Badan Segar, Kerja Lancar: Stretching Ringan di Kantor Anti Pegal
- Pexels: Andrea Piacquadio
Gaya Hidup, VIVA Banyuwangi – Duduk terlalu lama di depan komputer dapat menyebabkan pegal, kaku, dan nyeri pada leher, bahu, punggung, dan pergelangan tangan. Hal ini tidak hanya mengganggu kenyamanan, tetapi juga dapat menurunkan produktivitas kerja. Artikel ini akan memandu Anda melakukan stretching ringan di kantor untuk mencegah dan mengatasi pegal akibat duduk terlalu lama.
Peregangan Leher: Atasi Ketegangan dan Sakit Kepala
Miringkan Kepala: Miringkan kepala ke kanan, usahakan telinga menyentuh bahu.
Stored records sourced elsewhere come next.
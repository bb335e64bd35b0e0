use std::collections::VecDeque;

use crate::sample::Sample;

/// Produces capture samples on demand.
///
/// This is the polling side of a capture adapter: whatever drives the audio
/// device (an animation loop, a timer, a file reader) is hidden behind
/// [`SampleSource::next_sample`]. Sources must yield samples in
/// non-decreasing timestamp order and return `None` once exhausted.
pub trait SampleSource {
    /// Returns the next sample, or `None` when the source has no more.
    fn next_sample(&mut self) -> Option<Sample>;
}

/// A [`SampleSource`] over an already-recorded sequence.
#[derive(Debug, Clone, Default)]
pub struct VecSource {
    samples: VecDeque<Sample>,
}

impl VecSource {
    pub fn new(samples: Vec<Sample>) -> Self {
        Self {
            samples: samples.into(),
        }
    }
}

impl SampleSource for VecSource {
    fn next_sample(&mut self) -> Option<Sample> {
        self.samples.pop_front()
    }
}

/// Configures [`PcmSampler`].
#[derive(Debug, Clone)]
pub struct PcmSamplerConfig {
    /// Input sample rate in Hz (default: 16000).
    pub sample_rate: usize,
    /// Analysis window in samples (default: 2048).
    pub frame_size: usize,
    /// Ticks per second (default: 60).
    pub tick_hz: usize,
}

impl Default for PcmSamplerConfig {
    fn default() -> Self {
        Self {
            sample_rate: 16000,
            frame_size: 2048,
            tick_hz: 60,
        }
    }
}

/// A [`SampleSource`] that replays PCM16 signed little-endian mono audio
/// as if it were analysed live.
///
/// Each tick looks at a window of `frame_size` samples, advancing by
/// `sample_rate / tick_hz` samples. Tick `k` is stamped `k * 1000 / tick_hz`
/// milliseconds. The last windows may be shorter than `frame_size`.
pub struct PcmSampler {
    samples: Vec<i16>,
    frame_size: usize,
    hop: usize,
    tick_hz: usize,
    tick: usize,
}

impl PcmSampler {
    /// Creates a sampler over raw PCM16 bytes. A trailing odd byte is ignored.
    /// Zero config values fall back to defaults.
    pub fn new(audio: &[u8], cfg: PcmSamplerConfig) -> Self {
        let def = PcmSamplerConfig::default();
        let sample_rate = if cfg.sample_rate > 0 {
            cfg.sample_rate
        } else {
            def.sample_rate
        };
        let frame_size = if cfg.frame_size > 0 {
            cfg.frame_size
        } else {
            def.frame_size
        };
        let tick_hz = if cfg.tick_hz > 0 { cfg.tick_hz } else { def.tick_hz };

        let samples = audio
            .chunks_exact(2)
            .map(|b| i16::from_le_bytes([b[0], b[1]]))
            .collect();

        Self {
            samples,
            frame_size,
            hop: (sample_rate / tick_hz).max(1),
            tick_hz,
            tick: 0,
        }
    }

    /// Returns the number of ticks this sampler will produce in total.
    pub fn tick_count(&self) -> usize {
        self.samples.len().div_ceil(self.hop)
    }
}

impl SampleSource for PcmSampler {
    fn next_sample(&mut self) -> Option<Sample> {
        let start = self.tick * self.hop;
        if start >= self.samples.len() {
            return None;
        }
        let end = (start + self.frame_size).min(self.samples.len());
        let timestamp = (self.tick * 1000 / self.tick_hz) as u64;
        self.tick += 1;
        Some(Sample::from_pcm16_frame(timestamp, &self.samples[start..end]))
    }
}
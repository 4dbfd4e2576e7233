//! Copyright © 2025-2026 Wenze Wei. All Rights Reserved.
//!
//! This file is part of Zi.
//! The Zi project belongs to the Dunimd Team.
//!
//! Licensed under the Apache License, Version 2.0 (the "License");
//! You may not use this file except in compliance with the License.
//! You may obtain a copy of the License at
//!
//!     http://www.apache.org/licenses/LICENSE-2.0
//!
//! Unless required by applicable law or agreed to in writing, software
//! distributed under the License is distributed on an "AS IS" BASIS,
//! WITHOUT WARRANTIES OR CONDITIONS OF ANY KIND, either express or implied.
//! See the License for the specific language governing permissions and
//! limitations under the License.


//! # Zi Wrangle Lineage Module
//!
//! Column-level lineage of a compiled recipe. Each directive describes what it
//! reads and writes with a [`ZiMutation`]; the compiler concatenates those in
//! statement order into a [`ZiLineageGraph`]. Lineage is a static property of
//! the recipe and never looks at row data.

use serde::{Deserialize, Serialize};

#[derive(Clone, Copy, Debug, PartialEq, Eq, Hash, Serialize, Deserialize)]
pub enum ZiRelationKind {
    /// Each source column feeds the target column of the same position.
    Standard,
    /// Every source column contributes to every target column.
    All,
    /// Several source columns produce one target column.
    Many,
    /// Source columns are removed.
    Drop,
}

#[derive(Clone, Debug, PartialEq, Eq, Serialize, Deserialize)]
pub struct ZiRelation {
    pub kind: ZiRelationKind,
    pub sources: Vec<String>,
    pub targets: Vec<String>,
}

/// What one directive does to the columns of a row.
#[derive(Clone, Debug, Default, PartialEq, Eq, Serialize, Deserialize)]
pub struct ZiMutation {
    pub readable: String,
    pub relations: Vec<ZiRelation>,
}

impl ZiMutation {
    pub fn builder() -> ZiMutationBuilder {
        ZiMutationBuilder::default()
    }

    /// Columns read by any relation, in first-seen order.
    pub fn sources(&self) -> Vec<&str> {
        collect_unique(self.relations.iter().flat_map(|r| r.sources.iter()))
    }

    /// Columns written by any relation, in first-seen order.
    pub fn targets(&self) -> Vec<&str> {
        collect_unique(self.relations.iter().flat_map(|r| r.targets.iter()))
    }
}

fn collect_unique<'a>(columns: impl Iterator<Item = &'a String>) -> Vec<&'a str> {
    let mut seen: Vec<&str> = Vec::new();
    for column in columns {
        if !seen.contains(&column.as_str()) {
            seen.push(column);
        }
    }
    seen
}

#[derive(Debug, Default)]
pub struct ZiMutationBuilder {
    readable: String,
    relations: Vec<ZiRelation>,
}

impl ZiMutationBuilder {
    pub fn readable(mut self, readable: impl Into<String>) -> Self {
        self.readable = readable.into();
        self
    }

    /// `source` feeds `target`.
    pub fn relation(mut self, source: impl Into<String>, target: impl Into<String>) -> Self {
        self.relations.push(ZiRelation {
            kind: ZiRelationKind::Standard,
            sources: vec![source.into()],
            targets: vec![target.into()],
        });
        self
    }

    /// Several `sources` produce `target`.
    pub fn relation_many<S: Into<String>>(
        mut self,
        sources: impl IntoIterator<Item = S>,
        target: impl Into<String>,
    ) -> Self {
        self.relations.push(ZiRelation {
            kind: ZiRelationKind::Many,
            sources: sources.into_iter().map(Into::into).collect(),
            targets: vec![target.into()],
        });
        self
    }

    pub fn all<S: Into<String>, T: Into<String>>(
        mut self,
        sources: impl IntoIterator<Item = S>,
        targets: impl IntoIterator<Item = T>,
    ) -> Self {
        self.relations.push(ZiRelation {
            kind: ZiRelationKind::All,
            sources: sources.into_iter().map(Into::into).collect(),
            targets: targets.into_iter().map(Into::into).collect(),
        });
        self
    }

    pub fn drop_columns<S: Into<String>>(mut self, sources: impl IntoIterator<Item = S>) -> Self {
        self.relations.push(ZiRelation {
            kind: ZiRelationKind::Drop,
            sources: sources.into_iter().map(Into::into).collect(),
            targets: Vec::new(),
        });
        self
    }

    pub fn build(self) -> ZiMutation {
        ZiMutation {
            readable: self.readable,
            relations: self.relations,
        }
    }
}

/// Lineage of one statement.
#[derive(Clone, Debug, PartialEq, Eq, Serialize, Deserialize)]
pub struct ZiLineageEntry {
    /// Position of the statement in the recipe, starting at 0.
    pub statement: usize,
    pub directive: String,
    pub mutation: ZiMutation,
}

/// Statement-ordered lineage of a whole recipe.
#[derive(Clone, Debug, Default, PartialEq, Eq, Serialize, Deserialize)]
pub struct ZiLineageGraph {
    entries: Vec<ZiLineageEntry>,
}

impl ZiLineageGraph {
    pub fn new() -> Self {
        ZiLineageGraph::default()
    }

    pub fn push(&mut self, statement: usize, directive: impl Into<String>, mutation: ZiMutation) {
        self.entries.push(ZiLineageEntry {
            statement,
            directive: directive.into(),
            mutation,
        });
    }

    pub fn entries(&self) -> &[ZiLineageEntry] {
        &self.entries
    }

    pub fn len(&self) -> usize {
        self.entries.len()
    }

    pub fn is_empty(&self) -> bool {
        self.entries.is_empty()
    }

    pub fn readable(&self) -> Vec<&str> {
        self.entries
            .iter()
            .map(|entry| entry.mutation.readable.as_str())
            .collect()
    }

    /// Entries whose relations write `column`, in statement order.
    pub fn writers_of(&self, column: &str) -> Vec<&ZiLineageEntry> {
        self.entries
            .iter()
            .filter(|entry| {
                entry
                    .mutation
                    .relations
                    .iter()
                    .any(|relation| relation.targets.iter().any(|target| target == column))
            })
            .collect()
    }

    /// Columns that, through any chain of relations, feed `column`.
    pub fn upstream_of(&self, column: &str) -> Vec<String> {
        let mut wanted = vec![column.to_string()];
        let mut found: Vec<String> = Vec::new();
        for entry in self.entries.iter().rev() {
            let mut next = Vec::new();
            for relation in &entry.mutation.relations {
                if relation.targets.iter().any(|target| wanted.contains(target)) {
                    for source in &relation.sources {
                        if !found.contains(source) {
                            found.push(source.clone());
                        }
                        next.push(source.clone());
                    }
                }
            }
            for source in next {
                if !wanted.contains(&source) {
                    wanted.push(source);
                }
            }
        }
        found
    }
}
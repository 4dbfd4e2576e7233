//! Copyright © 2025-2026 Wenze Wei. All Rights Reserved.
//!
//! This file is part of Zi.
//! The Zi project belongs to the Dunimd Team.
//!
//! Licensed under the Apache License, Version 2.0 (the "License");
//! You may not use this file except in compliance with the License.
//! You may obtain a copy of the License at
//!
//!     http://www.apache.org/licenses/LICENSE-2.0
//!
//! Unless required by applicable law or agreed to in writing, software
//! distributed under the License is distributed on an "AS IS" BASIS,
//! WITHOUT WARRANTIES OR CONDITIONS OF ANY KIND, either express or implied.
//! See the License for the specific language governing permissions and
//! limitations under the License.


//! # Zi Wrangle Directive Registry Module
//!
//! Maps directive names to factories. The built-in directives come from a
//! static table; hosting code may register more entries before compiling.
//! Name resolution applies the engine configuration's aliases and exclusions.

use std::collections::BTreeMap;

use serde::{Deserialize, Serialize};

use crate::config::ZiEngineConfig;
use crate::directive::ZiDirective;
use crate::dsl::usage::ZiArgSpec;
use crate::errors::{Result, ZiError};

/// Creates a fresh, uninitialized directive instance.
pub type ZiDirectiveFactory = fn() -> Box<dyn ZiDirective + Send>;

/// One registrable directive.
#[derive(Clone, Debug)]
pub struct ZiDirectiveEntry {
    pub name: &'static str,
    pub description: &'static str,
    pub categories: &'static [&'static str],
    pub factory: ZiDirectiveFactory,
}

/// Listing of a directive for help output.
#[derive(Clone, Debug, PartialEq, Eq, Serialize, Deserialize)]
pub struct ZiDirectiveUsage {
    pub directive: String,
    pub usage: String,
    pub description: String,
    pub categories: Vec<String>,
    pub arguments: Vec<ZiArgSpec>,
}

#[derive(Debug, Default)]
pub struct ZiDirectiveRegistry {
    entries: BTreeMap<&'static str, ZiDirectiveEntry>,
}

impl ZiDirectiveRegistry {
    /// An empty registry.
    pub fn new() -> Self {
        ZiDirectiveRegistry::default()
    }

    /// A registry holding every built-in directive.
    pub fn with_defaults() -> Self {
        let mut entries = BTreeMap::new();
        for entry in crate::directives::BUILTIN_DIRECTIVES {
            entries.insert(entry.name, entry.clone());
        }
        ZiDirectiveRegistry { entries }
    }

    pub fn register(&mut self, entry: ZiDirectiveEntry) -> Result<()> {
        if self.entries.contains_key(entry.name) {
            return Err(ZiError::validation(format!(
                "directive '{}' is already registered",
                entry.name
            )));
        }
        log::debug!("registered directive '{}'", entry.name);
        self.entries.insert(entry.name, entry);
        Ok(())
    }

    pub fn contains(&self, name: &str) -> bool {
        self.entries.contains_key(name)
    }

    pub fn names(&self) -> Vec<&'static str> {
        self.entries.keys().copied().collect()
    }

    pub fn len(&self) -> usize {
        self.entries.len()
    }

    pub fn is_empty(&self) -> bool {
        self.entries.is_empty()
    }

    /// Looks up `name` after applying aliases; excluded names are refused
    /// whether they are referenced directly or through an alias.
    pub fn resolve(&self, name: &str, config: &ZiEngineConfig) -> Result<&ZiDirectiveEntry> {
        let resolved = config.resolve_alias(name);
        if config.is_excluded(name) || config.is_excluded(resolved) {
            return Err(ZiError::DirectiveExcluded {
                directive: name.to_string(),
            });
        }
        self.entries
            .get(resolved)
            .ok_or_else(|| ZiError::DirectiveNotFound {
                directive: name.to_string(),
            })
    }

    /// A fresh instance of `name`.
    pub fn create(&self, name: &str, config: &ZiEngineConfig) -> Result<Box<dyn ZiDirective + Send>> {
        Ok((self.resolve(name, config)?.factory)())
    }

    pub fn usage(&self, name: &str) -> Result<ZiDirectiveUsage> {
        let entry = self
            .entries
            .get(name)
            .ok_or_else(|| ZiError::DirectiveNotFound {
                directive: name.to_string(),
            })?;
        describe(entry)
    }

    /// Usage of every registered directive, sorted by name.
    pub fn usages(&self) -> Result<Vec<ZiDirectiveUsage>> {
        self.entries.values().map(describe).collect()
    }
}

fn describe(entry: &ZiDirectiveEntry) -> Result<ZiDirectiveUsage> {
    let definition = (entry.factory)().define()?;
    Ok(ZiDirectiveUsage {
        directive: entry.name.to_string(),
        usage: definition.render(),
        description: entry.description.to_string(),
        categories: entry.categories.iter().map(|c| c.to_string()).collect(),
        arguments: definition.arguments().to_vec(),
    })
}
Tahan selama 15-30 detik, lalu ulangi ke sisi kiri.
Putar Kepala: Putar kepala perlahan searah jarum jam, lalu berlawanan arah jarum jam. Lakukan masing-masing 5-10 putaran.
Tundukkan dan Angkat Kepala: Tundukkan kepala hingga dagu menyentuh dada, lalu angkat kepala hingga melihat ke langit-langit. Lakukan perlahan, masing-masing 5-10 kali.
Peregangan Bahu: Lepaskan Ketegangan dan Tingkatkan Fleksibilitas
Putar Bahu: Putar bahu ke depan dan ke belakang, masing-masing 5-10 putaran.
Angkat Bahu: Angkat kedua bahu ke arah telinga, tahan beberapa detik, lalu lepaskan. Ulangi 5-10 kali.
Silangkan Lengan: Silangkan lengan kanan di depan dada, lalu tarik dengan tangan kiri ke arah tubuh. Tahan 15-30 detik, lalu ulangi dengan lengan kiri.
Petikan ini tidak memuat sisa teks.